*** Available data Section Begins ***

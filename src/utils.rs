//! Utility functions and helpers
//!
//! Clock access and log formatting shared by the coordinator and engines.

use std::time::{Duration, SystemTime, UNIX_EPOCH};

/// Get current timestamp in milliseconds since Unix epoch
pub fn current_timestamp_millis() -> u64 {
    SystemTime::now()
        .duration_since(UNIX_EPOCH)
        .unwrap_or_default()
        .as_millis() as u64
}

/// Get current timestamp in seconds since Unix epoch, saturated to `u32`
pub fn current_timestamp_secs() -> u32 {
    let secs = SystemTime::now()
        .duration_since(UNIX_EPOCH)
        .unwrap_or_default()
        .as_secs();
    u32::try_from(secs).unwrap_or(u32::MAX)
}

/// Format hash rate as a human-readable string
pub fn format_hash_rate(hashes_per_sec: f64) -> String {
    const UNITS: &[&str] = &["H/s", "KH/s", "MH/s", "GH/s", "TH/s"];
    let mut rate = hashes_per_sec;
    let mut unit_index = 0;

    while rate >= 1000.0 && unit_index < UNITS.len() - 1 {
        rate /= 1000.0;
        unit_index += 1;
    }

    format!("{:.2} {}", rate, UNITS[unit_index])
}

/// Hash rate over an elapsed interval; zero when no time has passed
pub fn hash_rate(hashes: u64, elapsed: Duration) -> f64 {
    let secs = elapsed.as_secs_f64();
    if secs > 0.0 {
        hashes as f64 / secs
    } else {
        0.0
    }
}

/// Treat a zero duration as "no limit"
pub fn non_zero_duration(duration: Duration) -> Option<Duration> {
    if duration.is_zero() {
        None
    } else {
        Some(duration)
    }
}

#[cfg(test)]
mod tests {
    use super::*;

    #[test]
    fn test_format_hash_rate() {
        assert_eq!(format_hash_rate(500.0), "500.00 H/s");
        assert_eq!(format_hash_rate(1500.0), "1.50 KH/s");
        assert_eq!(format_hash_rate(2_500_000.0), "2.50 MH/s");
    }

    #[test]
    fn test_hash_rate() {
        assert_eq!(hash_rate(1000, Duration::from_secs(2)), 500.0);
        assert_eq!(hash_rate(1000, Duration::ZERO), 0.0);
    }

    #[test]
    fn test_non_zero_duration() {
        assert_eq!(non_zero_duration(Duration::ZERO), None);
        assert_eq!(
            non_zero_duration(Duration::from_secs(3)),
            Some(Duration::from_secs(3))
        );
    }

    #[test]
    fn test_timestamps_are_consistent() {
        let millis = current_timestamp_millis();
        let secs = current_timestamp_secs() as u64;
        assert!(millis / 1000 >= secs.saturating_sub(1));
        assert!(secs > 1_600_000_000);
    }
}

*** Available data Section Ends ***

The lines above that hold the word "None" should be found and copied out.

▶ Written response
        None
        assert_eq!(non_zero_duration(Duration::ZERO), None);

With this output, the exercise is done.